Pour le maintien à domicile ou le retour après hospitalisation, de telles prises en charge apparaissent comme indispensables aux intervenants. Reste à les développer au plus près des lieux de vie des personnes âgées et à sensibiliser les médecins traitants.
Qi-gong antichutes
L'une des interventions les plus suivies du colloque a sans doute été celle du Dr Yves Réquéna, médecin acupuncteur à Aix-en-Provence mais surtout responsable de l'école de rééducation par le qi-gong. Il a fait une démonstration de différentes positions et mouvements, tout en lenteur et maîtrise, qui permettent, s'ils sont régulièrement pratiqués, de limiter les risques de chute.
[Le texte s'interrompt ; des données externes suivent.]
//! # Prediction Server
//!
//! HTTP service tying the layers together: it loads the model and scaler
//! artifacts at startup, then serves forecasts, raw series, association
//! rules and financial analysis over JSON endpoints.

pub mod config;
pub mod error;
pub mod routes;
pub mod state;

pub use crate::config::Config;
pub use crate::error::{ApiError, StartupError};
pub use crate::routes::router;
pub use crate::state::AppState;
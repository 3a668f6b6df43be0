//! Error types for the stock_analytics crate

use market_data::MarketDataError;
use thiserror::Error;

/// Custom error types for the stock_analytics crate
#[derive(Debug, Error)]
pub enum AnalyticsError {
    /// Error from invalid caller-supplied parameters
    #[error("Validation error: {0}")]
    ValidationError(String),

    /// Error related to input data
    #[error("Data error: {0}")]
    DataError(String),

    /// Error from the market-data layer
    #[error("Market data error: {0}")]
    MarketData(#[from] MarketDataError),
}

/// Result type with our custom error
pub type Result<T> = std::result::Result<T, AnalyticsError>;
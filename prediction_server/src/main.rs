//! Service entry point

use prediction_server::{AppState, Config, StartupError};
use std::sync::Arc;
use tower_http::cors::CorsLayer;
use tower_http::trace::TraceLayer;
use tracing::{error, info};
use tracing_subscriber::EnvFilter;

#[tokio::main]
async fn main() {
    tracing_subscriber::fmt()
        .with_env_filter(
            EnvFilter::try_from_default_env().unwrap_or_else(|_| EnvFilter::new("info")),
        )
        .init();

    if let Err(err) = run().await {
        error!(%err, "startup failed");
        std::process::exit(1);
    }
}

async fn run() -> Result<(), StartupError> {
    let config = Config::from_env()?;
    let state = Arc::new(AppState::from_config(&config)?);

    // The browser frontend is served from another origin
    let app = prediction_server::router(state)
        .layer(CorsLayer::permissive())
        .layer(TraceLayer::new_for_http());

    let listener = tokio::net::TcpListener::bind(config.bind_addr).await?;
    info!(addr = %config.bind_addr, "prediction server listening");
    axum::serve(listener, app).await?;

    Ok(())
}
Cette discipline est née des arts martiaux et notamment du tai-chi. Elle est quotidiennement pratiquée par de nombreux Chinois pour favoriser la sérénité et prévenir différents maux, parmi lesquels les troubles spatio-temporels liés à l'âge. Plusieurs études, menées en Suisse et aux Etats-Unis notamment, montrent une amélioration de l'ensemble des paramètres neuropsychiques des adeptes du tai-chi. Les observations effectuées par le Dr Réquéna relèvent une amélioration des différentes mesures fonctionnelles. Les effets bénéfiques, tant sur le tonus musculaire que sur l'équilibre et l'humeur, semblent surtout ressentis après une quarantaine de séances ; les résultats apparaissent meilleurs sur les hommes et sur les personnes ayant commencé plus jeunes (avant 50 ans).
Téléchargement possible du dossier sur « La place du Qi-gong dans la prévention des chutes chez la personne âgée », sur le site www.yves-requena.com.